<<<<

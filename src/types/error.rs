//! Unified Error Type System
//!
//! Centralized error types for the entire application.
//! Provides failure classification for retry decisions and normalization of
//! every request failure into a fixed, user-safe message.
//!
//! ## Failure Categories
//!
//! - **Network**: No response received (retry with backoff)
//! - **RateLimit**: HTTP 429 (retry with backoff)
//! - **Server**: HTTP 5xx (retry with backoff)
//! - **Client**: Any other non-success status (fail fast)
//! - **Decode**: Success status with an unusable body (fail fast)
//! - **Unexpected**: Anything else (fail fast)
//!
//! ## Design Principles
//!
//! - Single unified error type (HitlensError) for the entire application
//! - Request failures display only the normalized message; status, attempts
//!   and raw body stay in `FailureDiagnostics` for operators
//! - No panic/unwrap - all errors are recoverable

use serde_json::Value;
use thiserror::Error;

use crate::constants::messages;

// =============================================================================
// Failure Categories
// =============================================================================

/// Failure categories driving retry decisions
#[derive(Debug, Clone, Copy, PartialEq, Eq)]
pub enum FailureCategory {
    /// No response received (connection refused, DNS, timeout)
    Network,
    /// HTTP 429
    RateLimit,
    /// HTTP 5xx
    Server,
    /// Any other non-success status
    Client,
    /// Success status but the body could not be used
    Decode,
    /// Failure of unknown shape
    Unexpected,
}

impl std::fmt::Display for FailureCategory {
    fn fmt(&self, f: &mut std::fmt::Formatter<'_>) -> std::fmt::Result {
        match self {
            Self::Network => write!(f, "NETWORK"),
            Self::RateLimit => write!(f, "RATE_LIMIT"),
            Self::Server => write!(f, "SERVER"),
            Self::Client => write!(f, "CLIENT"),
            Self::Decode => write!(f, "DECODE"),
            Self::Unexpected => write!(f, "UNEXPECTED"),
        }
    }
}

impl FailureCategory {
    /// Check if this category may be retried within the attempt budget
    pub fn is_retryable(&self) -> bool {
        matches!(self, Self::Network | Self::RateLimit | Self::Server)
    }

    /// Classify an HTTP status that was not a success
    pub fn from_status(status: u16) -> Self {
        match status {
            429 => Self::RateLimit,
            s if s >= 500 => Self::Server,
            _ => Self::Client,
        }
    }
}

// =============================================================================
// Attempt Failure
// =============================================================================

/// Raw failure of a single request attempt, before normalization
#[derive(Debug, Clone, PartialEq)]
pub enum AttemptFailure {
    /// The request went out but no response came back
    NoResponse { detail: String },
    /// A response arrived with a non-success status
    Status { status: u16, body: String },
    /// The request could not be issued at all
    Unexpected { detail: String },
}

impl std::fmt::Display for AttemptFailure {
    fn fmt(&self, f: &mut std::fmt::Formatter<'_>) -> std::fmt::Result {
        match self {
            Self::NoResponse { detail } => write!(f, "no response: {}", detail),
            Self::Status { status, .. } => write!(f, "HTTP {}", status),
            Self::Unexpected { detail } => write!(f, "unexpected: {}", detail),
        }
    }
}

impl AttemptFailure {
    pub fn no_response(detail: impl Into<String>) -> Self {
        Self::NoResponse {
            detail: detail.into(),
        }
    }

    pub fn status(status: u16, body: impl Into<String>) -> Self {
        Self::Status {
            status,
            body: body.into(),
        }
    }

    pub fn unexpected(detail: impl Into<String>) -> Self {
        Self::Unexpected {
            detail: detail.into(),
        }
    }
}

/// Default classifier: no response, 5xx and 429 are retryable, everything
/// else is terminal.
pub fn classify_failure(failure: &AttemptFailure) -> FailureCategory {
    match failure {
        AttemptFailure::NoResponse { .. } => FailureCategory::Network,
        AttemptFailure::Status { status, .. } => FailureCategory::from_status(*status),
        AttemptFailure::Unexpected { .. } => FailureCategory::Unexpected,
    }
}

// =============================================================================
// Request Failure
// =============================================================================

/// Operator-only detail of a failed request
#[derive(Debug, Clone, Default, PartialEq)]
pub struct FailureDiagnostics {
    /// Logical operation, e.g. "POST /predict"
    pub operation: String,
    /// Attempts consumed before giving up
    pub attempts: usize,
    pub status: Option<u16>,
    /// `error.code` from a structured error payload
    pub error_code: Option<String>,
    /// Raw response body
    pub body: Option<String>,
    /// Transport or decode detail
    pub detail: Option<String>,
}

/// Final, classified failure of a request after the retry loop.
///
/// `Display` yields only the normalized user-facing message.
#[derive(Debug, Clone, PartialEq)]
pub struct RequestFailure {
    pub category: FailureCategory,
    message: String,
    diagnostics: FailureDiagnostics,
}

impl std::fmt::Display for RequestFailure {
    fn fmt(&self, f: &mut std::fmt::Formatter<'_>) -> std::fmt::Result {
        write!(f, "{}", self.message)
    }
}

impl std::error::Error for RequestFailure {}

impl RequestFailure {
    /// Normalize the last attempt failure into a user-safe failure
    pub fn from_attempt(
        failure: AttemptFailure,
        category: FailureCategory,
        operation: impl Into<String>,
        attempts: usize,
    ) -> Self {
        let mut diagnostics = FailureDiagnostics {
            operation: operation.into(),
            attempts,
            ..Default::default()
        };

        let message = match failure {
            AttemptFailure::Status { status, body } => {
                let payload = serde_json::from_str::<Value>(&body).ok();
                diagnostics.status = Some(status);
                diagnostics.error_code = payload.as_ref().and_then(structured_error_code);
                diagnostics.body = Some(body);
                payload
                    .as_ref()
                    .and_then(structured_error_message)
                    .unwrap_or_else(|| messages::GENERIC_RESPONSE_ERROR.to_string())
            }
            AttemptFailure::NoResponse { detail } => {
                diagnostics.detail = Some(detail);
                messages::NETWORK_ERROR.to_string()
            }
            AttemptFailure::Unexpected { detail } => {
                diagnostics.detail = Some(detail);
                messages::UNEXPECTED_ERROR.to_string()
            }
        };

        Self {
            category,
            message,
            diagnostics,
        }
    }

    /// A success response whose body could not be used
    pub fn decode(operation: impl Into<String>, attempts: usize, detail: impl Into<String>) -> Self {
        Self {
            category: FailureCategory::Decode,
            message: messages::UNEXPECTED_ERROR.to_string(),
            diagnostics: FailureDiagnostics {
                operation: operation.into(),
                attempts,
                detail: Some(detail.into()),
                ..Default::default()
            },
        }
    }

    pub fn user_message(&self) -> &str {
        &self.message
    }

    pub fn diagnostics(&self) -> &FailureDiagnostics {
        &self.diagnostics
    }

    pub fn attempts(&self) -> usize {
        self.diagnostics.attempts
    }

    pub fn is_retryable(&self) -> bool {
        self.category.is_retryable()
    }
}

fn non_empty_str(value: Option<&Value>) -> Option<String> {
    value
        .and_then(Value::as_str)
        .filter(|s| !s.is_empty())
        .map(str::to_string)
}

/// `{ error: { message } }` first, then `{ message }`
fn structured_error_message(payload: &Value) -> Option<String> {
    non_empty_str(payload.get("error").and_then(|e| e.get("message")))
        .or_else(|| non_empty_str(payload.get("message")))
}

fn structured_error_code(payload: &Value) -> Option<String> {
    non_empty_str(payload.get("error").and_then(|e| e.get("code")))
}

// =============================================================================
// Application Error
// =============================================================================

#[derive(Debug, Error)]
pub enum HitlensError {
    // -------------------------------------------------------------------------
    // System Errors (auto From impl)
    // -------------------------------------------------------------------------
    #[error("IO error: {0}")]
    Io(#[from] std::io::Error),

    #[error("JSON error: {0}")]
    Json(#[from] serde_json::Error),

    // -------------------------------------------------------------------------
    // Request Errors
    // -------------------------------------------------------------------------
    /// Classified request failure; displays the normalized message only
    #[error("{0}")]
    Request(#[from] RequestFailure),

    #[error("HTTP client error: {0}")]
    Http(String),

    // -------------------------------------------------------------------------
    // Workflow Errors
    // -------------------------------------------------------------------------
    /// Submission blocked by validation or missing fields
    #[error("{message} ({invalid_fields} field(s) invalid)")]
    IncompleteSubmission {
        message: String,
        invalid_fields: usize,
    },

    #[error("A submission is already in progress")]
    SubmissionInProgress,

    /// Primary stage failed; carries the normalized message
    #[error("{0}")]
    PredictionFailed(String),

    // -------------------------------------------------------------------------
    // Configuration Errors
    // -------------------------------------------------------------------------
    #[error("Config error: {0}")]
    Config(String),
}

pub type Result<T> = std::result::Result<T, HitlensError>;

impl HitlensError {
    pub fn incomplete_submission(invalid_fields: usize) -> Self {
        Self::IncompleteSubmission {
            message: messages::INCOMPLETE_SUBMISSION.to_string(),
            invalid_fields,
        }
    }
}

// =============================================================================
// Tests
// =============================================================================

>>>>

## The task
All that belongs in the answer is the run of lines above from the line containing "pub struct FailureDiagnostics" through the line containing "impl std::fmt::Display for RequestFailure", exactly as written.

## Response for this exercise
pub struct FailureDiagnostics {
    /// Logical operation, e.g. "POST /predict"
    pub operation: String,
    /// Attempts consumed before giving up
    pub attempts: usize,
    pub status: Option<u16>,
    /// `error.code` from a structured error payload
    pub error_code: Option<String>,
    /// Raw response body
    pub body: Option<String>,
    /// Transport or decode detail
    pub detail: Option<String>,
}

/// Final, classified failure of a request after the retry loop.
///
/// `Display` yields only the normalized user-facing message.
#[derive(Debug, Clone, PartialEq)]
pub struct RequestFailure {
    pub category: FailureCategory,
    message: String,
    diagnostics: FailureDiagnostics,
}

impl std::fmt::Display for RequestFailure {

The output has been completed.